In August, Tennessee joined a growing number of states that have qualified for Statewide Partnership Grant from the Gates Learning Foundation. The grant gives the Tennessee State Library the means to funnel funds to eligible libraries, such as Beersheba Springs, in economically depressed areas of the state.

The Gates Learning Foundation's Library Initiative (www.gatesfoundations.org/GLI) works with public libraries in low-income areas to provide the hardware and software required for access to digital information.

The foundation has made grants to more than 1,300 underserved public libraries in 28 states, according to a spokeswoman for the foundation.

Qualifying libraries aren't under obligation to use the funds to purchase any brand of computer equipment, but if they do buy supplies from the foundation's partners-Microsoft Corp. and Gateway Inc.-they receive reference and educational software from Microsoft and free training and technical assistance from the Gates Center for Technology Access.
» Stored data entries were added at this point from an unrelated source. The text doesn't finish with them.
//! Screen Lifecycle Adapter
//!
//! [`SettingsScreen`] is what the host's screen manager sees. It claims input
//! while visible, owns the panel session between `show` and `hide`, draws
//! through a [`Renderer`] and releases everything on `dispose`.

use crate::controller::{ControllerOptions, PanelSwitchController};
use crate::error::{SettingsError, SettingsResult};
use crate::host::{ScreenRef, SensorRegistry, SettingsHost};
use crate::panel::PanelRegistry;
use crate::render::{Frame, Renderer, Viewport, VIRTUAL_HEIGHT, VIRTUAL_WIDTH};
use crate::state::{settings_state, SettingsState, SettingsStateReader, SettingsStateWriter};
use flowpilot_params::Params;
use std::fmt;
use std::rc::Rc;

/// Name the surface registers under with the input router
pub const SURFACE_NAME: &str = "settings";

#[derive(Debug, Clone, PartialEq)]
pub struct ScreenOptions {
    pub controller: ControllerOptions,
    pub virtual_width: f32,
    pub virtual_height: f32,
}

impl Default for ScreenOptions {
    fn default() -> Self {
        Self {
            controller: ControllerOptions::default(),
            virtual_width: VIRTUAL_WIDTH,
            virtual_height: VIRTUAL_HEIGHT,
        }
    }
}

/// The settings surface.
pub struct SettingsScreen {
    registry: Rc<PanelRegistry>,
    params: Params,
    host: SettingsHost,
    state: Rc<SettingsStateWriter>,
    options: ScreenOptions,
    viewport: Viewport,
    renderer: Option<Box<dyn Renderer>>,
    controller: Option<PanelSwitchController>,
    disposed: bool,
}

impl SettingsScreen {
    pub fn new(
        registry: Rc<PanelRegistry>,
        params: Params,
        host: SettingsHost,
        state: Rc<SettingsStateWriter>,
        renderer: Box<dyn Renderer>,
        options: ScreenOptions,
    ) -> Self {
        Self {
            viewport: Viewport::new(options.virtual_width, options.virtual_height),
            registry,
            params,
            host,
            state,
            options,
            renderer: Some(renderer),
            controller: None,
            disposed: false,
        }
    }

    /// Screen over the standard panels. Also returns a read-only view of the
    /// settings state for other screens.
    pub fn standard(
        params: Params,
        host: SettingsHost,
        sensors: SensorRegistry,
        renderer: Box<dyn Renderer>,
        options: ScreenOptions,
    ) -> SettingsResult<(Self, SettingsStateReader)> {
        let (writer, reader) = settings_state(SettingsState::default());
        writer.sync_from(&params);
        let state = Rc::new(writer);
        let registry = PanelRegistry::standard(state.clone(), sensors)?;
        let screen = Self::new(Rc::new(registry), params, host, state, renderer, options);
        Ok((screen, reader))
    }

    /// Become visible: claim input and start a session on the default panel.
    pub fn show(&mut self) -> SettingsResult<()> {
        self.ensure_alive()?;
        self.state.sync_from(&self.params);
        let controller = PanelSwitchController::new(
            self.registry.clone(),
            self.params.clone(),
            self.host.clone(),
            self.options.controller.clone(),
        )?;
        self.host.input.set_input_owner(Some(SURFACE_NAME));
        tracing::info!("Settings screen shown on panel {}", controller.active_panel());
        self.controller = Some(controller);
        Ok(())
    }

    /// Become hidden: release input and drop the session.
    pub fn hide(&mut self) -> SettingsResult<()> {
        self.ensure_alive()?;
        if self.controller.take().is_some() {
            self.host.input.set_input_owner(None);
            tracing::info!("Settings screen hidden");
        }
        Ok(())
    }

    /// Draw one frame. Does nothing while hidden.
    pub fn render(&mut self, delta: f32) -> SettingsResult<()> {
        self.ensure_alive()?;
        let (Some(controller), Some(renderer)) = (self.controller.as_mut(), self.renderer.as_mut())
        else {
            return Ok(());
        };

        let notices = controller.take_notices();
        let frame = Frame::compose(
            controller,
            self.options.controller.rows_per_page,
            self.viewport,
            notices,
            delta,
        );
        if let Err(e) = renderer.draw(&frame) {
            controller.requeue_notices(frame.notices);
            return Err(e.into());
        }
        Ok(())
    }

    /// Update the fit viewport for a new window size
    pub fn resize(&mut self, width: u32, height: u32) -> SettingsResult<()> {
        if self.disposed {
            tracing::debug!("Ignoring resize to {}x{} after dispose", width, height);
            return Err(SettingsError::Disposed);
        }
        self.viewport.update(width, height);
        tracing::debug!(
            "Settings viewport resized to {}x{} (scale {:.3})",
            width,
            height,
            self.viewport.scale
        );
        Ok(())
    }

    /// Close button: go back to the driving view
    pub fn on_close(&self) -> SettingsResult<()> {
        self.ensure_alive()?;
        self.host.navigator.set_active_screen(ScreenRef::OnRoad);
        Ok(())
    }

    /// Release input and renderer resources. Runs once; later calls are
    /// no-ops and every other operation fails with `Disposed`.
    pub fn dispose(&mut self) {
        if self.disposed {
            tracing::debug!("Settings screen already disposed");
            return;
        }
        if self.controller.take().is_some() {
            self.host.input.set_input_owner(None);
        }
        if let Some(mut renderer) = self.renderer.take() {
            renderer.release();
        }
        self.disposed = true;
        tracing::info!("Settings screen disposed");
    }

    pub fn is_visible(&self) -> bool {
        self.controller.is_some()
    }

    pub fn is_disposed(&self) -> bool {
        self.disposed
    }

    pub fn viewport(&self) -> &Viewport {
        &self.viewport
    }

    pub fn params(&self) -> &Params {
        &self.params
    }

    /// Active session, if visible
    pub fn controller(&self) -> Option<&PanelSwitchController> {
        self.controller.as_ref()
    }

    /// Active session for input handling
    pub fn controller_mut(&mut self) -> SettingsResult<&mut PanelSwitchController> {
        self.ensure_alive()?;
        self.controller.as_mut().ok_or(SettingsError::NotVisible)
    }

    fn ensure_alive(&self) -> SettingsResult<()> {
        if self.disposed {
            Err(SettingsError::Disposed)
        } else {
            Ok(())
        }
    }
}

impl fmt::Debug for SettingsScreen {
    fn fmt(&self, f: &mut fmt::Formatter<'_>) -> fmt::Result {
        f.debug_struct("SettingsScreen")
            .field("visible", &self.is_visible())
            .field("disposed", &self.disposed)
            .field("viewport", &self.viewport)
            .field("controller", &self.controller)
            .finish_non_exhaustive()
    }
}

#[cfg(test)]
mod tests {
    use super::*;
    use crate::host::{FixedPlatform, InputRouter, LoggingDeviceControl, Navigator};
    use crate::render::TextRenderer;
    use flowpilot_params::MemoryStore;
    use std::cell::RefCell;

    #[derive(Default)]
    struct Recorder {
        owners: RefCell<Vec<Option<String>>>,
        screens: RefCell<Vec<ScreenRef>>,
    }

    impl InputRouter for Recorder {
        fn set_input_owner(&self, owner: Option<&str>) {
            self.owners.borrow_mut().push(owner.map(str::to_string));
        }
    }

    impl Navigator for Recorder {
        fn set_active_screen(&self, screen: ScreenRef) {
            self.screens.borrow_mut().push(screen);
        }
    }

    fn screen() -> (SettingsScreen, Rc<Recorder>) {
        let recorder = Rc::new(Recorder::default());
        let host = SettingsHost {
            navigator: recorder.clone(),
            input: recorder.clone(),
            device: Rc::new(LoggingDeviceControl),
            platform: Rc::new(FixedPlatform("Linux".into())),
        };
        let (screen, _reader) = SettingsScreen::standard(
            Params::new(MemoryStore::new()),
            host,
            SensorRegistry::new(),
            Box::new(TextRenderer::new(Vec::new())),
            ScreenOptions::default(),
        )
        .unwrap();
        (screen, recorder)
    }

    #[test]
    fn test_show_and_hide_route_input() {
        let (mut screen, recorder) = screen();
        assert!(!screen.is_visible());
        assert!(matches!(
            screen.controller_mut(),
            Err(SettingsError::NotVisible)
        ));

        screen.show().unwrap();
        assert!(screen.is_visible());
        screen.render(0.016).unwrap();
        screen.hide().unwrap();
        screen.hide().unwrap();

        assert_eq!(
            *recorder.owners.borrow(),
            vec![Some("settings".to_string()), None]
        );
    }

    #[test]
    fn test_on_close_goes_to_on_road() {
        let (mut screen, recorder) = screen();
        screen.show().unwrap();
        screen.on_close().unwrap();
        assert_eq!(*recorder.screens.borrow(), vec![ScreenRef::OnRoad]);
    }

    #[test]
    fn test_session_resets_on_show() {
        let (mut screen, _) = screen();
        screen.show().unwrap();
        screen
            .controller_mut()
            .unwrap()
            .select_panel(&crate::panel::PanelName::TOGGLES)
            .unwrap();
        screen.hide().unwrap();
        screen.show().unwrap();
        assert_eq!(
            screen.controller().unwrap().active_panel(),
            &crate::panel::PanelName::DEVICE
        );
    }

    #[test]
    fn test_resize_keeps_session() {
        let (mut screen, _) = screen();
        screen.show().unwrap();
        screen.resize(640, 360).unwrap();
        assert_eq!(screen.viewport().scale, 0.5);
        assert!(screen.is_visible());
    }

    #[test]
    fn test_disposed_screen_cannot_be_reused() {
        let (mut screen, recorder) = screen();
        screen.show().unwrap();
        screen.dispose();
        screen.dispose();
        assert!(screen.is_disposed());
        assert!(!screen.is_visible());
        assert!(matches!(screen.show(), Err(SettingsError::Disposed)));
        assert!(matches!(screen.render(0.0), Err(SettingsError::Disposed)));

        let before = *screen.viewport();
        assert!(matches!(
            screen.resize(640, 360),
            Err(SettingsError::Disposed)
        ));
        assert_eq!(*screen.viewport(), before);
        assert_eq!(
            *recorder.owners.borrow(),
            vec![Some("settings".to_string()), None]
        );
    }
}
The Library Initiative is a broader, deeper and privately funded version of Microsoft Corp.'s Libraries Online program, which underwrote improvements to library branches in places such as Phoenix and Multnomah County, Ore. The Gates Learning Foundation was established in 1997 with a $200 million gift from Bill and Melinda Gates with the goal of bringing access to all libraries in the United States and Canada serving low-income communities.